> **Exercise description**
The answer must consist of every line below containing "first".

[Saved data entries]
--- START ---

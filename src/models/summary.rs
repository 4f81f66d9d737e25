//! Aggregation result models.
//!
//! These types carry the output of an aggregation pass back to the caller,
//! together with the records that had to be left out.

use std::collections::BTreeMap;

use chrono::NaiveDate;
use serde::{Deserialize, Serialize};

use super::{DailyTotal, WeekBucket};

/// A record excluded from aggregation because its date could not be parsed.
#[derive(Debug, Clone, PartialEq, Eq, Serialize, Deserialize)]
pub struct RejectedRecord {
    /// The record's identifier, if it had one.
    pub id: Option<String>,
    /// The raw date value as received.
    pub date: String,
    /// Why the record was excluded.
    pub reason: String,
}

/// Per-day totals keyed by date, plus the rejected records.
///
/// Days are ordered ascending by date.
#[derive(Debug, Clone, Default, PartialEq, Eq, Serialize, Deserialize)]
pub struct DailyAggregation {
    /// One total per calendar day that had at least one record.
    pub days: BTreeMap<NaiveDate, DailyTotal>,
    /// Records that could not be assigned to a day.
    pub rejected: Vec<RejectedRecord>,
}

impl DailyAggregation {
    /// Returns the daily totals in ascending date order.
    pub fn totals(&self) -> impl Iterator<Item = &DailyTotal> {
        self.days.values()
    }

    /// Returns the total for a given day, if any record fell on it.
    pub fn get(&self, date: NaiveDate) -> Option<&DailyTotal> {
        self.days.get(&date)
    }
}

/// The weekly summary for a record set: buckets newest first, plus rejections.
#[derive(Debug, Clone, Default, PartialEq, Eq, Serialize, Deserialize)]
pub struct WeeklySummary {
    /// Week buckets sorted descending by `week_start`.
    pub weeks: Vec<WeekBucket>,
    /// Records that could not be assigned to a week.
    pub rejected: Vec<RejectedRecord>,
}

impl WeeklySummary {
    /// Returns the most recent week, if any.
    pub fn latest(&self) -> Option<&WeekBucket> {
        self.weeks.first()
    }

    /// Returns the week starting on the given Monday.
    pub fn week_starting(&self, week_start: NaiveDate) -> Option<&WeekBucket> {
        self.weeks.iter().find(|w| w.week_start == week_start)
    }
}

--- END ---

> **Task output**
/// The weekly summary for a record set: buckets newest first, plus rejections.
        self.weeks.first()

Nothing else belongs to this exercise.